*Your goal*
Below are the entries to work from; restate word for word the portion that opens with the line containing "for series in" and closes with the line containing "use super::*;", keeping both.

Collected data entries:
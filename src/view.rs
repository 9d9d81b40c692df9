//! View Composer Module
//! Turns a user selection into chart-ready data, decoupled from any UI.

use polars::prelude::DataFrame;
use thiserror::Error;

use crate::data::{AuxiliarySeries, RentTable, SelectError, Selection, TableSelector};
use crate::stats::{CalcError, ChangeCalculator, SeriesChange};

/// Message shown when the selection's date range cannot be charted.
pub const DATE_RANGE_GUIDANCE: &str = "Please pick an end date that comes after the start date";

#[derive(Error, Debug)]
pub enum ViewError {
    #[error(transparent)]
    Select(#[from] SelectError),
    #[error(transparent)]
    Calc(#[from] CalcError),
}

/// Chart-ready output of one recomputation pass.
#[derive(Debug, Clone)]
pub struct ChartView {
    /// Filtered rent table, extended by any joined overlay columns.
    pub table: DataFrame,
    /// Percent change per series between the selection's endpoints.
    pub changes: Vec<SeriesChange>,
}

impl ChartView {
    /// Date strings of the filtered range, in row order.
    pub fn dates(&self) -> Vec<String> {
        let Ok(column) = self.table.column(crate::data::DATE_COL) else {
            return Vec::new();
        };
        let Ok(ca) = column.str() else {
            return Vec::new();
        };
        ca.into_iter()
            .map(|v| v.unwrap_or_default().to_string())
            .collect()
    }
}

/// Result of [`compute_view`]: either chart data or a guidance message.
#[derive(Debug, Clone)]
pub enum DashboardView {
    Chart(ChartView),
    Guidance(&'static str),
}

/// The single recomputation pass: filter, join enabled overlays in order,
/// derive percent changes. Pure function of its inputs; the UI calls it on
/// every control change.
pub fn compute_view(
    rent: &RentTable,
    overlays: &[&AuxiliarySeries],
    selection: &Selection,
) -> Result<DashboardView, ViewError> {
    if !selection.has_valid_range() {
        return Ok(DashboardView::Guidance(DATE_RANGE_GUIDANCE));
    }

    let mut table = TableSelector::filter(rent, selection)?;
    for series in overlays {
        TableSelector::join_series(&mut table, series)?;
    }
    let changes = ChangeCalculator::compute(&table, &selection.start_date, &selection.end_date)?;

    Ok(DashboardView::Chart(ChartView { table, changes }))
}

#[cfg(test)]
mod tests {
    use super::*;
    use crate::data::DATE_COL;
    use crate::stats::ChangeSign;
    use polars::prelude::*;

    fn rent_table() -> RentTable {
        let frame = DataFrame::new(vec![
            Column::new(
                DATE_COL.into(),
                vec!["2023-05-15", "2023-06-15", "2023-07-15"],
            ),
            Column::new(
                "Chicago".into(),
                vec![Some(1800.0), Some(1820.0), Some(1845.0)],
            ),
            Column::new(
                "Austin".into(),
                vec![Some(1500.0), Some(1510.0), Some(1495.0)],
            ),
        ])
        .unwrap();
        RentTable::from_frame(frame)
    }

    fn selection(cities: &[&str], start: &str, end: &str) -> Selection {
        Selection {
            cities: cities.iter().map(|c| c.to_string()).collect(),
            start_date: start.to_string(),
            end_date: end.to_string(),
        }
    }

    #[test]
    fn equal_dates_yield_guidance_not_charts() {
        let view = compute_view(
            &rent_table(),
            &[],
            &selection(&["Austin"], "2023-05-15", "2023-05-15"),
        )
        .unwrap();
        assert!(matches!(view, DashboardView::Guidance(DATE_RANGE_GUIDANCE)));
    }

    #[test]
    fn reversed_dates_yield_guidance() {
        let view = compute_view(
            &rent_table(),
            &[],
            &selection(&["Austin"], "2023-07-15", "2023-05-15"),
        )
        .unwrap();
        assert!(matches!(view, DashboardView::Guidance(_)));
    }

    #[test]
    fn full_pipeline_with_overlay() {
        let cpi = AuxiliarySeries::from_parts(
            "Average US City Rent",
            &[("2023-05", 100.0), ("2023-07", 104.0)],
        );
        let view = compute_view(
            &rent_table(),
            &[&cpi],
            &selection(&["Austin", "Chicago"], "2023-05-15", "2023-07-15"),
        )
        .unwrap();

        let DashboardView::Chart(chart) = view else {
            panic!("expected chart data");
        };
        assert_eq!(chart.table.width(), 4);

        let series: Vec<&str> = chart.changes.iter().map(|c| c.series.as_str()).collect();
        assert_eq!(series, vec!["Austin", "Chicago", "Average US City Rent"]);

        assert_eq!(chart.changes[0].percent, Some(-0.33));
        assert_eq!(chart.changes[0].sign, Some(ChangeSign::Negative));
        assert_eq!(chart.changes[1].percent, Some(2.5));
        assert_eq!(chart.changes[1].sign, Some(ChangeSign::NonNegative));
        assert_eq!(chart.changes[2].percent, Some(4.0));
    }

    #[test]
    fn empty_city_selection_still_charts_overlays() {
        let cpi = AuxiliarySeries::from_parts(
            "CPI Excluding Shelter",
            &[("2023-05", 300.0), ("2023-07", 297.0)],
        );
        let view = compute_view(
            &rent_table(),
            &[&cpi],
            &selection(&[], "2023-05-15", "2023-07-15"),
        )
        .unwrap();

        let DashboardView::Chart(chart) = view else {
            panic!("expected chart data");
        };
        assert_eq!(chart.table.width(), 2);
        assert_eq!(chart.changes.len(), 1);
        assert_eq!(chart.changes[0].percent, Some(-1.0));
    }

    #[test]
    fn empty_selection_without_overlays_has_no_series() {
        let view = compute_view(
            &rent_table(),
            &[],
            &selection(&[], "2023-05-15", "2023-07-15"),
        )
        .unwrap();
        let DashboardView::Chart(chart) = view else {
            panic!("expected chart data");
        };
        assert_eq!(chart.table.width(), 1);
        assert!(chart.changes.is_empty());
    }
}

*The completed task*
    for series in overlays {
        TableSelector::join_series(&mut table, series)?;
    }
    let changes = ChangeCalculator::compute(&table, &selection.start_date, &selection.end_date)?;

    Ok(DashboardView::Chart(ChartView { table, changes }))
}

#[cfg(test)]
mod tests {
    use super::*;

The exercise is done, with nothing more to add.